For your application, go for the Lionel Legacy unit. But you know that already.


----------



## DennyM (Jan 3, 2016)

Someone on another thread or forum (don't remember which) mentioned about pre-ordering a while back from Wholesale Trains and never heard anything from them. Gunrunnerjohn speculated they could be going out of business. hwell:


----------



## seayakbill (Jan 16, 2016)

I have been ordering my Gargraves track from Pats Trains. Very competitive prices and super fast shipping. Plus Pat and his wife are just nice folks.

Bill


----------



## Rocky Mountaineer (Sep 19, 2015)

Wood said:


> Lehigh, Thanks for the tip on Just Trains of Delaware. The pricing is pretty good and they have quite a good size inventory.
> 
> I looked at that MTH Canadian Pacific F3. It is exactly what I want but, I do not have DCS and this unit is not a premier series and I think the Lionel Legacy is a more detailed unit. I am going to hold out for the 6-34582 Legacy. I'll find it and I hope sooner rather than later....


Wood, "sooner" can be MUCH sooner than you expected!!! 

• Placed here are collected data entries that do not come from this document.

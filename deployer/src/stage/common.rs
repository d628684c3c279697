//! Provisioning shared by the EMR and SHS stages

use crate::{
    aws::{cloudformation, eks, iam},
    config::Config,
    error::Error,
};
use aws_config::SdkConfig;

/// Managed policies the EKS control plane and node roles need
const CLUSTER_POLICY: &str = "arn:aws:iam::aws:policy/AmazonEKSClusterPolicy";
const NODE_POLICIES: [&str; 3] = [
    "arn:aws:iam::aws:policy/AmazonEKSWorkerNodePolicy",
    "arn:aws:iam::aws:policy/AmazonEC2ContainerRegistryReadOnly",
    "arn:aws:iam::aws:policy/AmazonEKS_CNI_Policy",
];

/// Name of the shared EKS control-plane role
pub fn cluster_role(config: &Config) -> String {
    format!("{}-eks-cluster", config.name)
}

/// Name of the shared node-group role
pub fn node_role(config: &Config) -> String {
    format!("{}-eks-node", config.name)
}

/// Ensures the control-plane and node roles exist, returning their ARNs
pub async fn ensure_cluster_roles(
    aws: &SdkConfig,
    config: &Config,
    account: &str,
) -> Result<(String, String), Error> {
    let client = crate::aws::iam_client(aws);

    let cluster_role = cluster_role(config);
    iam::ensure_role(
        &client,
        &cluster_role,
        &iam::service_trust_policy("eks.amazonaws.com"),
    )
    .await?;
    iam::attach_managed_policy(&client, &cluster_role, CLUSTER_POLICY).await?;

    let node_role = node_role(config);
    iam::ensure_role(
        &client,
        &node_role,
        &iam::service_trust_policy("ec2.amazonaws.com"),
    )
    .await?;
    for policy in NODE_POLICIES {
        iam::attach_managed_policy(&client, &node_role, policy).await?;
    }

    Ok((
        iam::role_arn(account, &cluster_role),
        iam::role_arn(account, &node_role),
    ))
}

/// Private subnet ids resolved from the network stack outputs
pub async fn private_subnets(aws: &SdkConfig, config: &Config) -> Result<Vec<String>, Error> {
    let client = crate::aws::cloudformation_client(aws);
    let stack = config.network_stack();
    let outputs = cloudformation::stack_outputs(&client, &stack).await?;
    let joined = cloudformation::require_output(&outputs, &stack, "PrivateSubnetIds")?;
    Ok(joined.split(',').map(str::to_string).collect())
}

/// Brings up one EKS cluster with a managed node group and registers its
/// OIDC issuer with IAM, returning the issuer host/path
pub async fn ensure_platform_cluster(
    aws: &SdkConfig,
    config: &Config,
    account: &str,
    cluster: &str,
    version: &str,
    instance_type: &str,
    nodes: i32,
) -> Result<String, Error> {
    let (cluster_role_arn, node_role_arn) = ensure_cluster_roles(aws, config, account).await?;
    let subnets = private_subnets(aws, config).await?;

    let eks_client = crate::aws::eks_client(aws);
    eks::ensure_cluster(&eks_client, cluster, version, &cluster_role_arn, &subnets).await?;
    eks::ensure_nodegroup(
        &eks_client,
        cluster,
        &format!("{cluster}-nodes"),
        &node_role_arn,
        &subnets,
        instance_type,
        nodes,
    )
    .await?;

    let issuer = eks::oidc_issuer(&eks_client, cluster).await?;
    let iam_client = crate::aws::iam_client(aws);
    iam::ensure_oidc_provider(&iam_client, account, &issuer).await?;
    Ok(issuer)
}

/// Tears down one EKS cluster and its OIDC provider registration; every
/// part tolerates already being gone
pub async fn delete_platform_cluster(
    aws: &SdkConfig,
    account: &str,
    cluster: &str,
) -> Result<(), Error> {
    let eks_client = crate::aws::eks_client(aws);
    let iam_client = crate::aws::iam_client(aws);

    // The issuer is only readable while the cluster exists
    let issuer = if eks::cluster_status(&eks_client, cluster).await?.is_some() {
        eks::oidc_issuer(&eks_client, cluster).await.ok()
    } else {
        None
    };

    eks::delete_nodegroup_if_exists(&eks_client, cluster, &format!("{cluster}-nodes")).await?;
    eks::delete_cluster_if_exists(&eks_client, cluster).await?;

    if let Some(issuer) = issuer {
        let arn = iam::oidc_provider_arn(account, &issuer);
        iam::delete_oidc_provider_if_exists(&iam_client, &arn).await?;
    }
    Ok(())
}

I have that Lionel Legacy Canadian Pacific AA set for sale. If interested, contact me via email. 

David


----------



## Guest (Sep 9, 2016)

It's never pleasant when a another Hobby Shop closes. It makes it harder and harder to ignore the inevitable. Fifty years from now, the Smithsonian Museum will be displaying Newspapers, Ash Trays and photos of Turn-of-the-Century Hobby Shops. 

Emile


----------



## flyernut (Oct 31, 2010)

Just order straight from GarGraves!! I was just there yesterday.. Fine people, wonderful products, and I consider them friends...


----------



## DennyM (Jan 3, 2016)

TheBigCrabCake said:


> It's never pleasant when a another Hobby Shop closes. It makes it harder and harder to ignore the inevitable. Fifty years from now, the Smithsonian Museum will be displaying Newspapers, Ash Trays and photos of Turn-of-the-Century Hobby Shops.
> 
> Emile


Emile,
Saw my Schwinn three speed bicycle on display at The Museum of Science & Industry. With the banana seat and tall handle bars and the gear shift was in the frame. It was even the same color. So I would say that time is now.


----------



## Patrick1544 (Apr 27, 2013)

Charles ro has an ongoing supply of GarGraves Track. also.


----------



## chipset35 (Sep 4, 2015)

Was "Wholesale Trains" the shop that if you ordered something from their website that ended up being out of stock they charged you a fee?


----------



## Lehigh74 (Sep 25, 2015)

If you ordered a number of items and one was out of stock, they would ship separately and charge shipping for each shipment so you might end up paying a $10 shipping fee for a $5 item. I learned to call first and make sure everything was in stock before I ordered from them.


----------



## ftauss (Sep 18, 2012)

Given my experience with them I am hardly surprised. Once is a fluke, twice is policy.


----------